L’indemnité mensuelle d’occupation due solidairement par Madame [A] [S] et Monsieur [F] [R] du 30 juin 2024 au 31 octobre 2025 étant déjà comprise dans la condamnation intervenue ci-avant au titre de l’impayé locatif, ils seront condamnés solidairement à payer à La SA d’HLM INTERREGIONALE POLYGONE ladite indemnité mensuelle d’occupation à compter du 1er novembre 2025 jusqu’à la libération des lieux par remise des clés.

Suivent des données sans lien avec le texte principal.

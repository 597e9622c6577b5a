//! Push-event handling: the Processing-phase transitions
//!
//! Events are applied strictly in arrival order; nothing is reordered or
//! coalesced. Credit updates are process-wide and bypass the session
//! guard; everything else belongs to the live session or is discarded.

use zipline_client::ChannelEvent;
use zipline_core::prelude::*;
use zipline_core::{ConsoleEntry, ServerEvent, SessionId, SessionPhase};

use crate::session::RunOutcome;
use crate::state::AppState;

use super::UpdateResult;

/// Default summary for an analysis-only completion without a message
const DEFAULT_ANALYSIS_MESSAGE: &str = "Analysis complete.";

/// Default message for a fatal event without one
const DEFAULT_FATAL_MESSAGE: &str = "Unknown processing error.";

pub(crate) fn handle_channel_event(
    state: &mut AppState,
    session_id: SessionId,
    event: ChannelEvent,
) -> UpdateResult {
    // Credits are not session-scoped; apply them even from a channel the
    // user has already reset away.
    if let ChannelEvent::Event(ServerEvent::CreditsUpdated(credits)) = &event {
        state.credits = Some(credits.credits);
        return UpdateResult::none();
    }

    if state.session_id() != Some(&session_id) {
        debug!("event for stale session {session_id} discarded");
        return UpdateResult::none();
    }

    match event {
        ChannelEvent::Closed { reason } => {
            // A drop means no further events; never a fabricated terminal.
            warn!(
                "push channel for {session_id} closed ({})",
                reason.as_deref().unwrap_or("no reason given")
            );
            UpdateResult::none()
        }
        ChannelEvent::Event(event) => handle_server_event(state, event),
    }
}

fn handle_server_event(state: &mut AppState, event: ServerEvent) -> UpdateResult {
    match event {
        ServerEvent::Status(status) => {
            if state.phase == SessionPhase::Processing {
                state.push_console(ConsoleEntry::new(
                    status.severity,
                    status.message,
                    status.is_markup,
                ));
            } else {
                debug!("status event outside Processing ignored: {}", status.message);
            }
        }

        ServerEvent::Completed(payload) => {
            // Re-delivery replaces the payload; the render projects the
            // stored value, so applying it twice cannot duplicate output.
            if matches!(
                state.phase,
                SessionPhase::Processing | SessionPhase::Completed
            ) {
                state.phase = SessionPhase::Completed;
                if let Some(session) = state.session.as_mut() {
                    session.outcome = Some(RunOutcome::Full(payload));
                }
            } else {
                debug!("completion event in phase {:?} ignored", state.phase);
            }
        }

        ServerEvent::AnalysisComplete(analysis) => {
            if state.phase == SessionPhase::Processing {
                state.phase = SessionPhase::Completed;
                if let Some(session) = state.session.as_mut() {
                    session.outcome = Some(RunOutcome::AnalysisOnly);
                }
                let message = analysis
                    .message
                    .unwrap_or_else(|| DEFAULT_ANALYSIS_MESSAGE.to_string());
                state.push_console(ConsoleEntry::success(message));
            } else {
                debug!("analysis completion in phase {:?} ignored", state.phase);
            }
        }

        ServerEvent::Fatal(fatal) => {
            if state.phase == SessionPhase::Processing {
                state.phase = SessionPhase::Failed;
                let message = fatal
                    .message
                    .unwrap_or_else(|| DEFAULT_FATAL_MESSAGE.to_string());
                state.push_console(ConsoleEntry::error(format!("Fatal error: {message}")));
            } else {
                debug!("fatal event in phase {:?} ignored", state.phase);
            }
        }

        ServerEvent::CreditsUpdated(credits) => {
            // Normally short-circuited above; kept for exhaustiveness
            state.credits = Some(credits.credits);
        }

        ServerEvent::Unknown { event, .. } => {
            debug!("unhandled event kind: {event}");
        }
    }

    UpdateResult::none()
}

Sur l’exécution provisoire
L’exécution provisoire est compatible avec la nature de l’affaire et est, en outre, nécessaire au vu de son ancienneté. Il convient dès lors de l’ordonner, en toutes les dispositions du présent.
Sur la demande au titre de l’article 700 du code de procédure civile et les dépens
L’équité impose de condamner in solidum Madame [A] [S] et Monsieur [F] [R] à payer à la SA d’HLM INTERREGIONALE POLYGONE, qui a été contraint de recourir à justice pour faire valoir ses droits, la somme de 800 euros au titre des dispositions de l’article 700 du code de procédure civile.
Madame [A] [S] et Monsieur [F] [R] sont condamnés in solidum aux dépens, lesquels comprendront notamment le coût du commandement de payer.
PAR CES MOTIFS
Le tribunal, statuant après débats en audience publique, par jugement contradictoire, en premier ressort, et prononcé par mise à disposition au greffe :
DÉCLARE la demande recevable ;
CONDAMNE solidairement Madame [A] [S] et Monsieur [F] [R] à payer à la SA d’HLM INTERREGIONALE POLYGONE la somme de 7.341,45 euros au titre des loyers, charges et indemnités mensuelles d’occupation dus au 25 octobre 2025, terme d’octobre 2025 inclus, avec intérêts au taux légal à compter du 11 mars 2025 sur la somme de 2.611,54 euros et du prononcé du présent sur le surplus ;
CONSTATE l’acquisition au 30 juin 2024 de la clause résolutoire prévue au bail consenti à Madame [A] [S] et Monsieur [F] [R] en date du 20 décembre 2021 à effet au même jour portant sur un logement situé [Adresse 3] [Localité 9] ;
ORDONNE l’expulsion des lieux loués de Madame [A] [S] et Monsieur [F] [R], ainsi que celle de tous occupants de leur chef, au besoin avec le concours de la force publique et d’un serrurier ;
FIXE l’indemnité mensuelle d’occupation due solidairement par Madame [A] [S] et Monsieur [F] [R] à la SA d’HLM INTERREGIONALE POLYGONE au montant du loyer en principal et révisable comme lui, augmenté des charges et ce, à compter du 30 juin 2024 jusqu’à la libération des lieux par remise des clés ;
CONDAMNE solidairement Madame [A] [S] et Monsieur [F] [R] à payer à la SA d’HLM INTERREGIONALE POLYGONE ladite indemnité mensuelle d’occupation à compter du 1er novembre 2025 jusqu’à la libération des lieux par remise des clés ;
CONDAMNE in solidum Madame [A] [S] et Monsieur [F] [R] à payer à la SA d’HLM INTERREGIONALE POLYGONE la somme de 800 euros en application des dispositions de l’article 700 du code de procédure civile ;
ORDONNE l’exécution provisoire en toutes les dispositions du présent ;
DÉBOUTE Madame [A] [S] et Monsieur [F] [R] de l’ensemble de leurs demandes ;
CONDAMNE in solidum Madame [A] [S] et Monsieur [F] [R] aux dépens, lesquels comprendront notamment le coût du commandement de payer.
Ainsi prononcé par mise à disposition au greffe les jour, mois et an indiqués ci-dessus, et signé du Président et du Greffier.